ISG Software Research Analyst Perspectives

A Practical Enterprise Playbook to Integrating NHI with IAM/PAM

Written by Jeff Orr | Oct 28, 2025 10:00:00 AM

Enterprises with established Identity Access Management and Privileged Access Management must extend governance to non-human identities to protect APIs, services, automation and agentic AI. Effective evaluation of NHI security software hinges on risk-driven prioritization, integration fidelity and measurable outcomes. CIOs, CISOs and IT leaders should align the identity strategy with enterprise security posture management by assessing NHI exposure, validating functional coverage and piloting for impact. This Analyst Perspective outlines a practical, stepwise approach to select and implement NHI applications that complement IAM/PAM, operationalize Zero Trust and elevate compliance, visibility and resilience across hybrid environments.

A structured process that prioritizes understanding current risks, business needs and integration alignment is necessary to properly evaluate the addition of NHI security software in an enterprise that already has IAM deployed. The evaluation should be methodical to ensure adoption brings tangible security and operational benefits without causing disruption.

ISG Research asserts that through 2026, integration fidelity with IAM/PAM and DevOps toolchains is a gating criterion for NHI security software adoption and will drive vendor differentiation toward policy enforcement, incident response orchestration and scalable hybrid support.

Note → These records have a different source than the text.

//! Session service: lifecycle, activation switching, date checks, stats.
//!
//! Activation atomicity lives in the repository layer; every path that turns
//! a session active runs its deactivation sweep and write in one transaction.
//! This service adds input validation and the read-side computations.

use campus_db::pg::PgSessionRepository;
use campus_db::{CreateSession, DbError, SessionRepository, SessionRow, UpdateSession};
use campus_types::SessionStatus;
use chrono::{NaiveDate, Utc};
use serde::Serialize;
use std::sync::Arc;
use uuid::Uuid;

use crate::dates::{days_remaining, elapsed_percent, ranges_overlap};
use crate::error::AcademicError;

/// Input for creating a session.
#[derive(Debug, Clone)]
pub struct NewSession {
    pub name: String,
    pub start_date: NaiveDate,
    pub end_date: NaiveDate,
    pub status: SessionStatus,
}

/// Partial session update; `None` fields are left unchanged.
#[derive(Debug, Clone, Default)]
pub struct SessionUpdate {
    pub name: Option<String>,
    pub start_date: Option<NaiveDate>,
    pub end_date: Option<NaiveDate>,
    pub status: Option<SessionStatus>,
}

/// Result of an advisory date-range check.
#[derive(Debug, Clone, Serialize)]
pub struct DateValidation {
    /// True when the range overlaps no other session
    pub valid: bool,
    /// The first overlapping session, if any
    pub conflict: Option<ConflictingSession>,
}

/// Minimal view of a session that conflicts with a proposed range.
#[derive(Debug, Clone, Serialize)]
pub struct ConflictingSession {
    pub id: Uuid,
    pub name: String,
    pub start_date: NaiveDate,
    pub end_date: NaiveDate,
}

impl From<SessionRow> for ConflictingSession {
    fn from(row: SessionRow) -> Self {
        Self {
            id: row.id,
            name: row.name,
            start_date: row.start_date,
            end_date: row.end_date,
        }
    }
}

/// Dependent counts and time progress for one session.
#[derive(Debug, Clone, Serialize)]
pub struct SessionStats {
    pub session_id: Uuid,
    pub name: String,
    pub is_active: bool,
    pub students: i64,
    pub classes: i64,
    pub sections: i64,
    /// Days until end_date, negative once past
    pub days_remaining: i64,
    /// Elapsed share of the range, clamped to [0, 100]
    pub progress_percent: f64,
}

/// Session service generic over its repository.
pub struct SessionService<R: SessionRepository> {
    sessions: Arc<R>,
}

/// Session service wired to the Postgres repository.
pub type SessionServiceImpl = SessionService<PgSessionRepository>;

impl<R: SessionRepository> SessionService<R> {
    /// Create a new session service.
    pub fn new(sessions: Arc<R>) -> Self {
        Self { sessions }
    }

    /// List all sessions, newest first.
    pub async fn list(&self) -> Result<Vec<SessionRow>, AcademicError> {
        Ok(self.sessions.list().await?)
    }

    /// Fetch one session.
    pub async fn get(&self, id: Uuid) -> Result<SessionRow, AcademicError> {
        self.sessions
            .find_by_id(id)
            .await?
            .ok_or(AcademicError::SessionNotFound(id))
    }

    /// The currently active session, if one exists.
    pub async fn active_session(&self) -> Result<Option<SessionRow>, AcademicError> {
        Ok(self.sessions.find_active().await?)
    }

    /// Create a session; creating it active deactivates every other session.
    pub async fn create(&self, new: NewSession) -> Result<SessionRow, AcademicError> {
        let name = validated_name(&new.name)?;
        validate_order(new.start_date, new.end_date)?;

        let row = self
            .sessions
            .create(CreateSession {
                id: Uuid::new_v4(),
                name,
                start_date: new.start_date,
                end_date: new.end_date,
                status: new.status.as_str().to_string(),
            })
            .await?;

        tracing::info!(session_id = %row.id, name = %row.name, status = %row.status, "Created session");
        Ok(row)
    }

    /// Apply a partial update; making a session active sweeps the others.
    ///
    /// Dates are validated against the merged result, so updating only the
    /// start date still catches an inversion against the stored end date.
    pub async fn update(&self, id: Uuid, update: SessionUpdate) -> Result<SessionRow, AcademicError> {
        let existing = self.get(id).await?;

        let start = update.start_date.unwrap_or(existing.start_date);
        let end = update.end_date.unwrap_or(existing.end_date);
        validate_order(start, end)?;

        let name = match &update.name {
            Some(name) => Some(validated_name(name)?),
            None => None,
        };

        let row = self
            .sessions
            .update(
                id,
                UpdateSession {
                    name,
                    start_date: update.start_date,
                    end_date: update.end_date,
                    status: update.status.map(|s| s.as_str().to_string()),
                },
            )
            .await
            .map_err(|err| not_found_as_session(err, id))?;

        tracing::info!(session_id = %row.id, "Updated session");
        Ok(row)
    }

    /// Make `id` the single active session.
    ///
    /// An unknown id reports NotFound and leaves every status untouched.
    pub async fn switch_active(&self, id: Uuid) -> Result<SessionRow, AcademicError> {
        let row = self
            .sessions
            .switch_active(id)
            .await
            .map_err(|err| not_found_as_session(err, id))?;

        tracing::info!(session_id = %row.id, name = %row.name, "Switched active session");
        Ok(row)
    }

    /// Delete a session.
    pub async fn delete(&self, id: Uuid) -> Result<(), AcademicError> {
        self.sessions
            .delete(id)
            .await
            .map_err(|err| not_found_as_session(err, id))?;

        tracing::info!(session_id = %id, "Deleted session");
        Ok(())
    }

    /// Advisory overlap check for a proposed date range.
    ///
    /// Boundary-inclusive against every session except `exclude`. Nothing is
    /// enforced at the storage layer; callers decide what to do with a
    /// conflict.
    pub async fn validate_dates(
        &self,
        start: NaiveDate,
        end: NaiveDate,
        exclude: Option<Uuid>,
    ) -> Result<DateValidation, AcademicError> {
        let sessions = self.sessions.list().await?;
        let conflict = sessions
            .into_iter()
            .filter(|s| Some(s.id) != exclude)
            .find(|s| ranges_overlap(start, end, s.start_date, s.end_date));

        Ok(DateValidation {
            valid: conflict.is_none(),
            conflict: conflict.map(ConflictingSession::from),
        })
    }

    /// Dependent counts plus time progress for one session.
    pub async fn stats(&self, id: Uuid) -> Result<SessionStats, AcademicError> {
        let row = self.get(id).await?;
        let deps = self.sessions.dependent_counts(id).await?;
        let today = Utc::now().date_naive();

        Ok(SessionStats {
            session_id: row.id,
            is_active: row.is_active(),
            students: deps.students,
            classes: deps.classes,
            sections: deps.sections,
            days_remaining: days_remaining(row.end_date, today),
            progress_percent: elapsed_percent(row.start_date, row.end_date, today),
            name: row.name,
        })
    }
}

impl<R: SessionRepository> std::fmt::Debug for SessionService<R> {
    fn fmt(&self, f: &mut std::fmt::Formatter<'_>) -> std::fmt::Result {
        f.debug_struct("SessionService").finish_non_exhaustive()
    }
}

fn validated_name(name: &str) -> Result<String, AcademicError> {
    let trimmed = name.trim();
    if trimmed.is_empty() {
        return Err(AcademicError::EmptyName);
    }
    Ok(trimmed.to_string())
}

fn validate_order(start: NaiveDate, end: NaiveDate) -> Result<(), AcademicError> {
    // Single-day sessions (start == end) are allowed.
    if start > end {
        return Err(AcademicError::InvalidDateRange { start, end });
    }
    Ok(())
}

fn not_found_as_session(err: DbError, id: Uuid) -> AcademicError {
    match err {
        DbError::NotFound => AcademicError::SessionNotFound(id),
        other => AcademicError::Db(other),
    }
}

Several steps are available to evaluate and prioritize the addition of NHI security software in the enterprise, including:

  • Assessing the current NHI landscape and risk exposure. Start by discovering and inventorying all NHIs in the environment, including service accounts, API keys, tokens, certificates and automation identities. Identify unmanaged or orphaned NHIs, risky permissions and credential exposure. This assessment uncovers gaps that traditional IAM overlooks and quantifies the risk scope.
  • Defining business priorities and use cases. Determine which NHIs pose the highest security risk or compliance concern based on usage, privilege levels, environment (cloud/hybrid/on-premises) and regulatory pressure. Clarify business goals for the NHI program, such as reducing breach risk, automating credential lifecycle or enabling DevSecOps workflows.
  • Evaluating technical fit and integration. Examine how well candidate NHI security applications integrate with the existing IAM platform, secret vaults, PAM, cloud environments, DevOps toolchains and logging/monitoring systems. Favor tools with robust APIs and support for hybrid cloud/hybrid infrastructure.
  • Selecting software based on functional coverage. Evaluate if the tools provide essential NHI capabilities: discovery, classification, ownership assignment, lifecycle automation (rotation, decommissioning), behavioral monitoring, anomaly detection and incident response. Also check for scalability and policy enforcement features.
  • Piloting and measuring impact. Conduct pilots with a focus on critical NHI groups to validate effectiveness, ease of adoption and operational impact. Measure improvements in visibility, audit coverage, risk reduction and operational efficiency.
  • Defining a policy framework and governance. Establish policies for NHI lifecycle, least privilege enforcement, attestation, access review and secret management, aligned with security frameworks like Zero Trust and NIST. Assign ownership and accountability.
  • Prioritizing the implementation effort. Prioritize based on risk exposure, compliance timelines, ease of remediation and business impact. Focus first on high-risk, high-value NHIs that affect critical workloads and comply with regulatory needs.
  • Planning continuous monitoring and improvement. Integrate NHI security into ongoing IAM governance with automated alerting and response workflows. Ensure the program scales with organizational growth and the evolving threat landscape.

This stepwise, risk- and business-driven approach validates that the NHI security tool complements and extends existing IAM functionality, avoids duplication and addresses the growing security gaps from non-human identities effectively. Prioritization should lean toward high-risk NHIs and integration ease for faster enterprise value realization.

A disciplined evaluation program ensures NHI software advances identity strategy, integrates cleanly with IAM/PAM and delivers measurable risk reduction. By inventorying NHIs, aligning on high-value use cases, validating functional coverage and piloting for outcomes, leaders strengthen enterprise security posture management and operationalize Zero Trust for machine identities, including agentic AI. Focus initial rollout on high-risk NHIs and governance policies that scale across hybrid environments. The result is unified oversight of human and non-human identities, improved compliance and resilient automation that accelerates secure digital execution.